### How to complete this task:
Reproduce each line from the first in the data through the line that contains "This crate defines" exactly; give nothing else.

= Beginning of Section =

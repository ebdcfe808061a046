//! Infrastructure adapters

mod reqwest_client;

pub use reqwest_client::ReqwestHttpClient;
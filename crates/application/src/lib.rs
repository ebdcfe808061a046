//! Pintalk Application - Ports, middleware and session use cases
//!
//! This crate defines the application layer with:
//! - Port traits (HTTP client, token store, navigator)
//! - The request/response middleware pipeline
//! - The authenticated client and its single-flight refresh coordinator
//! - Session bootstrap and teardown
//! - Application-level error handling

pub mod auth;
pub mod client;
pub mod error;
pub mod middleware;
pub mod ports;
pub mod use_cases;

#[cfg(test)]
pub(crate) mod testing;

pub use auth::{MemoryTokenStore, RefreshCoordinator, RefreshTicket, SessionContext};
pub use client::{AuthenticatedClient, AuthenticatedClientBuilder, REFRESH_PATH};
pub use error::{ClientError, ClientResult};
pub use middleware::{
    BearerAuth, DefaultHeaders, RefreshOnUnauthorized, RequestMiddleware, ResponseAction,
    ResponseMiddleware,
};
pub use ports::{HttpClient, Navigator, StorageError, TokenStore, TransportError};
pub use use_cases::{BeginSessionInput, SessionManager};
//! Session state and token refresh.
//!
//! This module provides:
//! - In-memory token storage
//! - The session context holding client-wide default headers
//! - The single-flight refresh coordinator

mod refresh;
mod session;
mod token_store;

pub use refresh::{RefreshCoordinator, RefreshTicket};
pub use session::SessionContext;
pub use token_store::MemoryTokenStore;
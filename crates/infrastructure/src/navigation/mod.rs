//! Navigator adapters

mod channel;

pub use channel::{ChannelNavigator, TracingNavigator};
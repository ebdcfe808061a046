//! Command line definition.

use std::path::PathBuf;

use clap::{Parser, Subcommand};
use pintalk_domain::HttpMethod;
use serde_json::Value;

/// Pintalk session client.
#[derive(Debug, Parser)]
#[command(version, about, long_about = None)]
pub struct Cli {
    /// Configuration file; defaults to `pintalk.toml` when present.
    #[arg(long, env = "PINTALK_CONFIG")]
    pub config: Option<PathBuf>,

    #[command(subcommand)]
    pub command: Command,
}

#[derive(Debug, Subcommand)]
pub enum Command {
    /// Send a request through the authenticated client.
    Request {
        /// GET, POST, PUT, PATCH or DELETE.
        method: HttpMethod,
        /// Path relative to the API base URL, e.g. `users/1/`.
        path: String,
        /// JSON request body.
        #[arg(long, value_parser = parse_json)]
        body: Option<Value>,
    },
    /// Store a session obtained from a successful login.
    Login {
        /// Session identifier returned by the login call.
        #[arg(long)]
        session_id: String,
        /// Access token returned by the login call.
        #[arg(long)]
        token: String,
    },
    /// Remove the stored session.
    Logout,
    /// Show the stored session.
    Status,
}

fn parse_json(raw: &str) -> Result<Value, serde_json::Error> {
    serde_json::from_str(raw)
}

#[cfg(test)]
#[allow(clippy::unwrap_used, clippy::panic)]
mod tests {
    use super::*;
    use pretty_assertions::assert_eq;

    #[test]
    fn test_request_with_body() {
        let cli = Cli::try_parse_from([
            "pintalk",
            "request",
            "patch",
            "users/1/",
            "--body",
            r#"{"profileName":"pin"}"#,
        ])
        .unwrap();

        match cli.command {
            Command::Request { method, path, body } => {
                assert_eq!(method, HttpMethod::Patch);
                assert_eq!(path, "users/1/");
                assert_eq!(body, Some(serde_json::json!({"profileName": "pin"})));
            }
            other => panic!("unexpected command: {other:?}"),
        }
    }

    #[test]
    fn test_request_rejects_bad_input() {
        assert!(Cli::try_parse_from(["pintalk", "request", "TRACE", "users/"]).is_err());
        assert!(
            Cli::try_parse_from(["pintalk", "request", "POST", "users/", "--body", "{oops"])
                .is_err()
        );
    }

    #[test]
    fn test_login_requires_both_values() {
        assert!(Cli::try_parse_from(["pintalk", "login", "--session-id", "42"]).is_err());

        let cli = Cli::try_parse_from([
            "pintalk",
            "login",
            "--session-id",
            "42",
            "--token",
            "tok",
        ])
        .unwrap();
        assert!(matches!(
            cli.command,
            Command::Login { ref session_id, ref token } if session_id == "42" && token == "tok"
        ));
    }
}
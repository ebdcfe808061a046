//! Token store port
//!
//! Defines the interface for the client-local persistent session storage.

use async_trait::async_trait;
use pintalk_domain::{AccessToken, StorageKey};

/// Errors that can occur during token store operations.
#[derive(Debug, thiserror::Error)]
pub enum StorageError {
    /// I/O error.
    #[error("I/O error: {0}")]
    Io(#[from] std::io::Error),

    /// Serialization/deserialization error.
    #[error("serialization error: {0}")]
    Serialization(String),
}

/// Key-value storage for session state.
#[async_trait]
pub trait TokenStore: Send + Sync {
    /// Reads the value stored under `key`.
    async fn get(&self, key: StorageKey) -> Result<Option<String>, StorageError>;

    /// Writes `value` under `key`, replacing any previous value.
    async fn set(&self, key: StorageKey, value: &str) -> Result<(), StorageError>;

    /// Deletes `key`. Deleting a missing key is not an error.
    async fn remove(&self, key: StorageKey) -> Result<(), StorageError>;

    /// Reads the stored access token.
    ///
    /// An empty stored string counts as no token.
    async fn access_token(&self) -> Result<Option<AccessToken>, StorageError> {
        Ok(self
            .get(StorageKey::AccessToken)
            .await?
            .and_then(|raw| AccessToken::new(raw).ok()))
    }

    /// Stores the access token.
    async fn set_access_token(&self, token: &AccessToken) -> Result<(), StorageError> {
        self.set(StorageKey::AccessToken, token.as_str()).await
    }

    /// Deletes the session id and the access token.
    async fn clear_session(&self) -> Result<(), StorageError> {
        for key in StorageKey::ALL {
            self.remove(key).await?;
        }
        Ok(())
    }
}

= End of Section =

### Solution below:
repository ebdcfe808061a046
//! Infrastructure adapters

mod reqwest_client;

pub use reqwest_client::ReqwestHttpClient;
filename crates/application/src/lib.rs
repository ebdcfe808061a046
//! Pintalk Application - Ports, middleware and session use cases
//!
//! This crate defines the application layer with:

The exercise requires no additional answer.